Anda di halaman 1dari 4

Implementasi Pengebirian dalam UU

Perlindungan Anak dan Kode Etik


Kedokteran
Perppu Pengebirian telah ditetapkan menjadi Undang-Undang Nomor 17 Tahun
2016 Tentang Penetapan Peraturan Pemerintah Pengganti Undang-Undang Nomor 1
Tahun 2016 Tentang Perubahan Kedua atas Undang-Undang Nomor 23 Tahun 2002
Tentang Perlindungan Anak, pada tanggal 9 November 2016 lalu. Namun sampai 7
bulan setelah disahkan, sampai saat ini belum dibentuk peraturan pelaksana untuk
memudahkan pelaksanaan eksekusi.

Undang-Undang ini bertujuan untuk melindungi hak anak agar dapat hidup dan
berkembang sesuai dengan harkat dan martabat kemanusiaan. Selain itu agar setiap
anak Indonesia dapat mendapatkan perlindungan dari segala bentuk kekerasan baik
fisik maupun psikis.

Pengebirian merupakan bentuk hukuman yang bertujuan untuk mengurangi


keinginan hasrat seksual seseorang. Hukuman kebiri muncul setelah semakin
maraknya kejahatan seksual terhadap anak. kejahatan yang baru saja terjadi menimpa
seorang anak menuju remaja berusia 13 tahun di daerah Cengkareng, Jakarta Barat,
yang diperkosa disertai dengan pembunuhan yang mengakibatkan kematian. Pelaku
memperlakukan korban dengan tidak manusiawi karena ketika di ketemukan korban
dalam kondisi terikat kaki dan lehernya.

Kejahatan seksual merupakan kejahatan yang sangat kejam karena untuk


menghilangkan jejak dapat saja mereka melumpuhkan sampai dengan menghilangkan
nyawa korbannya, sehingga negara sebagai pelindung masyarakat berupaya mencari
pola dan sistem pembinaan yang komprehensif sehingga dapat mengendalikan jiwa
dan pikiran manusia untuk dapat menghindari penyaluran hasrat seksual secara
immoral dan melanggar ketentuan peraturan perundang-undangan.

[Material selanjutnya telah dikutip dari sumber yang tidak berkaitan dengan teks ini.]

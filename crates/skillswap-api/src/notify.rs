use tracing::warn;
use uuid::Uuid;

use skillswap_types::events::GatewayEvent;
use skillswap_types::models::Notification;

use crate::state::AppStateInner;

/// Persist a notification and fan it out: `new_notification` to the user's
/// live session when connected, push tokens otherwise. Entirely
/// best-effort: failures are logged and never bubble into the operation
/// that triggered the notification.
pub async fn notify_user(state: &AppStateInner, user_id: Uuid, kind: &str, body: &str) {
    let notification_id = Uuid::new_v4();
    if let Err(e) =
        state
            .db
            .insert_notification(&notification_id.to_string(), &user_id.to_string(), kind, body)
    {
        warn!("failed to persist notification for {}: {}", user_id, e);
        return;
    }

    let notification = Notification {
        id: notification_id,
        user_id,
        kind: kind.to_string(),
        body: body.to_string(),
        read: false,
        created_at: chrono::Utc::now(),
    };

    let delivered = state
        .dispatcher
        .send_to_user(user_id, GatewayEvent::NewNotification { notification })
        .await;

    if !delivered {
        push_to_user(state, user_id, "SkillSwap", body).await;
    }
}

/// Fire push notifications at every registered device token. Best-effort.
pub async fn push_to_user(state: &AppStateInner, user_id: Uuid, title: &str, body: &str) {
    let Some(push) = &state.providers.push else {
        return;
    };

    let tokens = match state.db.push_tokens_for(&user_id.to_string()) {
        Ok(tokens) => tokens,
        Err(e) => {
            warn!("failed to load push tokens for {}: {}", user_id, e);
            return;
        }
    };

    for token in tokens {
        if let Err(e) = push.notify(&token.token, title, body).await {
            warn!("push notification to {} failed: {}", user_id, e);
        }
    }
}
use chrono::{DateTime, Utc};
use serde::{Deserialize, Serialize};
use uuid::Uuid;

/// Public view of a user. Email, password hash and OTP state never leave
/// the server through this type.
#[derive(Debug, Clone, Serialize, Deserialize)]
pub struct UserProfile {
    pub id: Uuid,
    pub username: String,
    pub bio: Option<String>,
    pub location: Option<String>,
    pub avatar_url: Option<String>,
    /// Derived from the skills table, never stored.
    pub skills_offered: u32,
    pub skills_wanted: u32,
    /// Derived from completed proposals.
    pub swaps_completed: u32,
    pub rating: Option<f64>,
    pub rating_count: u32,
    pub created_at: DateTime<Utc>,
}

/// Private view: the profile plus account-only fields.
#[derive(Debug, Clone, Serialize)]
pub struct Account {
    #[serde(flatten)]
    pub profile: UserProfile,
    pub email: String,
    pub credits: i64,
    pub role: Role,
    pub verified: bool,
}

#[derive(Debug, Clone, Copy, PartialEq, Eq, Serialize, Deserialize)]
#[serde(rename_all = "lowercase")]
pub enum Role {
    User,
    Admin,
}

impl Role {
    pub fn as_str(&self) -> &'static str {
        match self {
            Role::User => "user",
            Role::Admin => "admin",
        }
    }

    pub fn parse(s: &str) -> Self {
        match s {
            "admin" => Role::Admin,
            _ => Role::User,
        }
    }
}

/// A skill posting: something a user offers to teach or wants to learn.
#[derive(Debug, Clone, Serialize, Deserialize)]
pub struct Skill {
    pub id: Uuid,
    pub owner_id: Uuid,
    pub owner_username: String,
    pub title: String,
    pub description: String,
    pub category: String,
    pub kind: SkillKind,
    pub tags: Vec<String>,
    pub location: Option<String>,
    pub lat: Option<f64>,
    pub lon: Option<f64>,
    pub created_at: DateTime<Utc>,
    pub updated_at: DateTime<Utc>,
}

#[derive(Debug, Clone, Copy, PartialEq, Eq, Serialize, Deserialize)]
#[serde(rename_all = "lowercase")]
pub enum SkillKind {
    Offer,
    Request,
}

impl SkillKind {
    pub fn as_str(&self) -> &'static str {
        match self {
            SkillKind::Offer => "offer",
            SkillKind::Request => "request",
        }
    }

    pub fn parse(s: &str) -> Option<Self> {
        match s {
            "offer" => Some(SkillKind::Offer),
            "request" => Some(SkillKind::Request),
            _ => None,
        }
    }
}

/// Pairwise gate that must be accepted before a conversation may exist.
#[derive(Debug, Clone, Serialize, Deserialize)]
pub struct ChatRequest {
    pub id: Uuid,
    pub sender_id: Uuid,
    pub sender_username: String,
    pub receiver_id: Uuid,
    pub receiver_username: String,
    pub status: ChatRequestStatus,
    pub created_at: DateTime<Utc>,
    pub responded_at: Option<DateTime<Utc>>,
}

#[derive(Debug, Clone, Copy, PartialEq, Eq, Serialize, Deserialize)]
#[serde(rename_all = "lowercase")]
pub enum ChatRequestStatus {
    Pending,
    Accepted,
    Rejected,
}

impl ChatRequestStatus {
    pub fn as_str(&self) -> &'static str {
        match self {
            ChatRequestStatus::Pending => "pending",
            ChatRequestStatus::Accepted => "accepted",
            ChatRequestStatus::Rejected => "rejected",
        }
    }

    pub fn parse(s: &str) -> Option<Self> {
        match s {
            "pending" => Some(ChatRequestStatus::Pending),
            "accepted" => Some(ChatRequestStatus::Accepted),
            "rejected" => Some(ChatRequestStatus::Rejected),
            _ => None,
        }
    }
}

#[derive(Debug, Clone, Serialize, Deserialize)]
pub struct Message {
    pub id: Uuid,
    pub conversation_id: Uuid,
    pub sender_id: Uuid,
    pub receiver_id: Uuid,
    pub body: String,
    pub read: bool,
    pub created_at: DateTime<Utc>,
}

/// One row of the conversation list: the peer, the last message and how
/// many of their messages I haven't read yet.
#[derive(Debug, Clone, Serialize)]
pub struct ConversationSummary {
    pub id: Uuid,
    pub peer_id: Uuid,
    pub peer_username: String,
    pub peer_avatar_url: Option<String>,
    pub last_message: Option<Message>,
    pub unread_count: u32,
    pub created_at: DateTime<Utc>,
}

/// An offer to swap one user's skill for another's, distinct from a
/// chat request.
#[derive(Debug, Clone, Serialize, Deserialize)]
pub struct Proposal {
    pub id: Uuid,
    pub proposer_id: Uuid,
    pub receiver_id: Uuid,
    pub offered_skill_id: Uuid,
    pub offered_skill_title: String,
    pub requested_skill_id: Uuid,
    pub requested_skill_title: String,
    pub credits: i64,
    pub note: Option<String>,
    pub status: ProposalStatus,
    pub created_at: DateTime<Utc>,
    pub responded_at: Option<DateTime<Utc>>,
}

#[derive(Debug, Clone, Copy, PartialEq, Eq, Serialize, Deserialize)]
#[serde(rename_all = "lowercase")]
pub enum ProposalStatus {
    Pending,
    Accepted,
    Rejected,
    Completed,
}

impl ProposalStatus {
    pub fn as_str(&self) -> &'static str {
        match self {
            ProposalStatus::Pending => "pending",
            ProposalStatus::Accepted => "accepted",
            ProposalStatus::Rejected => "rejected",
            ProposalStatus::Completed => "completed",
        }
    }

    pub fn parse(s: &str) -> Option<Self> {
        match s {
            "pending" => Some(ProposalStatus::Pending),
            "accepted" => Some(ProposalStatus::Accepted),
            "rejected" => Some(ProposalStatus::Rejected),
            "completed" => Some(ProposalStatus::Completed),
            _ => None,
        }
    }
}

#[derive(Debug, Clone, Serialize, Deserialize)]
pub struct Report {
    pub id: Uuid,
    pub reporter_id: Uuid,
    pub reported_user_id: Uuid,
    pub skill_id: Option<Uuid>,
    pub conversation_id: Option<Uuid>,
    pub reason: String,
    pub status: ReportStatus,
    pub created_at: DateTime<Utc>,
}

#[derive(Debug, Clone, Copy, PartialEq, Eq, Serialize, Deserialize)]
#[serde(rename_all = "lowercase")]
pub enum ReportStatus {
    Open,
    Resolved,
}

impl ReportStatus {
    pub fn as_str(&self) -> &'static str {
        match self {
            ReportStatus::Open => "open",
            ReportStatus::Resolved => "resolved",
        }
    }

    pub fn parse(s: &str) -> Self {
        match s {
            "resolved" => Self::Resolved,
            _ => Self::Open,
        }
    }
}

#[derive(Debug, Clone, Serialize, Deserialize)]
pub struct Notification {
    pub id: Uuid,
    pub user_id: Uuid,
    pub kind: String,
    pub body: String,
    pub read: bool,
    pub created_at: DateTime<Utc>,
}

/// One movement on a user's credit balance. The balance itself is only
/// ever changed together with one of these.
#[derive(Debug, Clone, Serialize)]
pub struct CreditEntry {
    pub id: Uuid,
    pub delta: i64,
    pub reason: String,
    pub proposal_id: Option<Uuid>,
    pub created_at: DateTime<Utc>,
}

Meskipun telah adanya sanksi yang sangat berat dan tegas bagi pelaku
kejahatan seksual terhadap anak sebagaimana diatur dalam Undang-Undang Nomor
35 Tahun 2014 tentang Perubahan atas Undang-Undang Nomor 23 Tahun 2002
tentang Perlindungan Anak, namun pada kenyataannya ancaman hukuman tersebut
belum dapat memberikan efek jera bagi para pelaku kejahatan seksual terhadap anak.
Hal ini dapat di lihat dengan semakin meningkatnya kejahatan seksual terhadap anak
secara signifikan yang merambah sampai dengan pengancaman dan membahayakan
jiwa anak, merusak kehidupan pribadi dan tumbuh kembang anak. Sehingga hal
tersebut mengganggu kenyamanan, ketentraman, keamanan, dan ketertiban
masyarakat.

Karena itu, kemudian dibentuklah Perpu pengebirian yang ditetapkan menjadi


Undang-Undang Nomor 17 Tahun tentang Perlindungan Anak. Dalam pelaksanaan
hukuman pengebirian, banyak pihak yang akan terlibat didalamnya salah satu pihak
yang terlibat adalah tenaga medis (dokter). Salah satu fungsi dokter adalah untuk
menyembuhkan dan tidak untuk menyakiti atau menghilangkan hak seseorang. Dalam
kaitan dengan pelaksanaan hukuman kebiri tersebut apakah dokter yang terikat dengan
kode etik profesi kedokteran memungkinkan melaksanakan hukuman tersebut?

Kejahatan seksual merupakan salah satu kejahatan luar biasa yang dapat
menghilangkan hak orang lain, dan bertentangan dengan konstitusi, khususnya dalam
pasal 28J UUD 1945 Ayat (1) yang menegaskan: 'Setiap orang wajib menghormati hak
asasi manusia orang lain dalam tertib kehidupan bermasyarakat, berbangsa, dan
bernegara'.

Ayat (2): 'Dalam menjalankan hak dan kebebasannya, setiap orang wajib tunduk
kepada pembatasan yang ditetapkan dengan undang-undang dengan maksud semata-
mata untuk menjamin pengakuan serta penghormatan atas hak dan kebebasan orang
lain dan untuk memenuhi tuntutan yang adil sesuai dengan pertimbangan moral, nilai-
nilai agama, keamanan, dan ketertiban umum dalam suatu masyarakat demokratis'.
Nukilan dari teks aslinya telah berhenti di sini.